== Data for this task

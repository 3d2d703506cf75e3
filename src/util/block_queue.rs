//! A FIFO queue a thread can block on until something is pushed. Used by
//! [`crate::stages::recycle::RecycleStage`] for the batch of evicted
//! connections and by the FastCGI connection pool for its free list.

use std::collections::VecDeque;
use std::sync::{Arc, Condvar, Mutex};
use std::time::Duration;

struct Inner<T> {
    queue: Mutex<VecDeque<T>>,
    condvar: Condvar,
}

pub struct BlockQueue<T> {
    inner: Arc<Inner<T>>,
}

impl<T> Clone for BlockQueue<T> {
    fn clone(&self) -> BlockQueue<T> {
        BlockQueue { inner: self.inner.clone() }
    }
}

impl<T: Send> BlockQueue<T> {
    pub fn new() -> BlockQueue<T> {
        BlockQueue {
            inner: Arc::new(Inner {
                queue: Mutex::new(VecDeque::new()),
                condvar: Condvar::new(),
            }),
        }
    }

    pub fn push(&self, value: T) {
        let mut queue = self.inner.queue.lock().unwrap();
        queue.push_back(value);
        self.inner.condvar.notify_one();
    }

    pub fn pop(&self) -> T {
        let mut queue = self.inner.queue.lock().unwrap();
        loop {
            if let Some(elem) = queue.pop_front() {
                return elem;
            }
            queue = self.inner.condvar.wait(queue).unwrap();
        }
    }

    pub fn pop_timeout(&self, timeout: Duration) -> Option<T> {
        let mut queue = self.inner.queue.lock().unwrap();
        loop {
            if let Some(elem) = queue.pop_front() {
                return Some(elem);
            }
            let (guard, result) = self.inner.condvar.wait_timeout(queue, timeout).unwrap();
            queue = guard;
            if result.timed_out() {
                return queue.pop_front();
            }
        }
    }

    pub fn try_pop(&self) -> Option<T> {
        self.inner.queue.lock().unwrap().pop_front()
    }

    pub fn len(&self) -> usize {
        self.inner.queue.lock().unwrap().len()
    }

    pub fn is_empty(&self) -> bool {
        self.len() == 0
    }
}

impl<T: Send> Default for BlockQueue<T> {
    fn default() -> BlockQueue<T> {
        BlockQueue::new()
    }
}

#[cfg(test)]
mod tests {
    use super::*;

    #[test]
    fn push_then_pop_returns_fifo_order() {
        let q: BlockQueue<i32> = BlockQueue::new();
        q.push(1);
        q.push(2);
        assert_eq!(q.pop(), 1);
        assert_eq!(q.pop(), 2);
    }

    #[test]
    fn pop_timeout_returns_none_when_empty() {
        let q: BlockQueue<i32> = BlockQueue::new();
        assert!(q.pop_timeout(Duration::from_millis(10)).is_none());
    }

    #[test]
    fn a_blocked_pop_wakes_up_once_something_is_pushed() {
        let q: BlockQueue<i32> = BlockQueue::new();
        let producer = q.clone();
        let handle = std::thread::spawn(move || {
            std::thread::sleep(Duration::from_millis(20));
            producer.push(42);
        });
        assert_eq!(q.pop(), 42);
        handle.join().unwrap();
    }
}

====

- The problem -
Having looked over the entries above, reproduce all of them exactly.

- Written solution -
repository 3d2d703506cf75e3
filename src/util/block_queue.rs
//! A FIFO queue a thread can block on until something is pushed. Used by
//! [`crate::stages::recycle::RecycleStage`] for the batch of evicted
//! connections and by the FastCGI connection pool for its free list.

use std::collections::VecDeque;
use std::sync::{Arc, Condvar, Mutex};
use std::time::Duration;

struct Inner<T> {
    queue: Mutex<VecDeque<T>>,
    condvar: Condvar,
}

pub struct BlockQueue<T> {
    inner: Arc<Inner<T>>,
}

impl<T> Clone for BlockQueue<T> {
    fn clone(&self) -> BlockQueue<T> {
        BlockQueue { inner: self.inner.clone() }
    }
}

impl<T: Send> BlockQueue<T> {
    pub fn new() -> BlockQueue<T> {
        BlockQueue {
            inner: Arc::new(Inner {
                queue: Mutex::new(VecDeque::new()),
                condvar: Condvar::new(),
            }),
        }
    }

    pub fn push(&self, value: T) {
        let mut queue = self.inner.queue.lock().unwrap();
        queue.push_back(value);
        self.inner.condvar.notify_one();
    }

    pub fn pop(&self) -> T {
        let mut queue = self.inner.queue.lock().unwrap();
        loop {
            if let Some(elem) = queue.pop_front() {
                return elem;
            }
            queue = self.inner.condvar.wait(queue).unwrap();
        }
    }

    pub fn pop_timeout(&self, timeout: Duration) -> Option<T> {
        let mut queue = self.inner.queue.lock().unwrap();
        loop {
            if let Some(elem) = queue.pop_front() {
                return Some(elem);
            }
            let (guard, result) = self.inner.condvar.wait_timeout(queue, timeout).unwrap();
            queue = guard;
            if result.timed_out() {
                return queue.pop_front();
            }
        }
    }

    pub fn try_pop(&self) -> Option<T> {
        self.inner.queue.lock().unwrap().pop_front()
    }

    pub fn len(&self) -> usize {
        self.inner.queue.lock().unwrap().len()
    }

    pub fn is_empty(&self) -> bool {
        self.len() == 0
    }
}

impl<T: Send> Default for BlockQueue<T> {
    fn default() -> BlockQueue<T> {
        BlockQueue::new()
    }
}

#[cfg(test)]
mod tests {
    use super::*;

    #[test]
    fn push_then_pop_returns_fifo_order() {
        let q: BlockQueue<i32> = BlockQueue::new();
        q.push(1);
        q.push(2);
        assert_eq!(q.pop(), 1);
        assert_eq!(q.pop(), 2);
    }

    #[test]
    fn pop_timeout_returns_none_when_empty() {
        let q: BlockQueue<i32> = BlockQueue::new();
        assert!(q.pop_timeout(Duration::from_millis(10)).is_none());
    }

    #[test]
    fn a_blocked_pop_wakes_up_once_something_is_pushed() {
        let q: BlockQueue<i32> = BlockQueue::new();
        let producer = q.clone();
        let handle = std::thread::spawn(move || {
            std::thread::sleep(Duration::from_millis(20));
            producer.push(42);
        });
        assert_eq!(q.pop(), 42);
        handle.join().unwrap();
    }
}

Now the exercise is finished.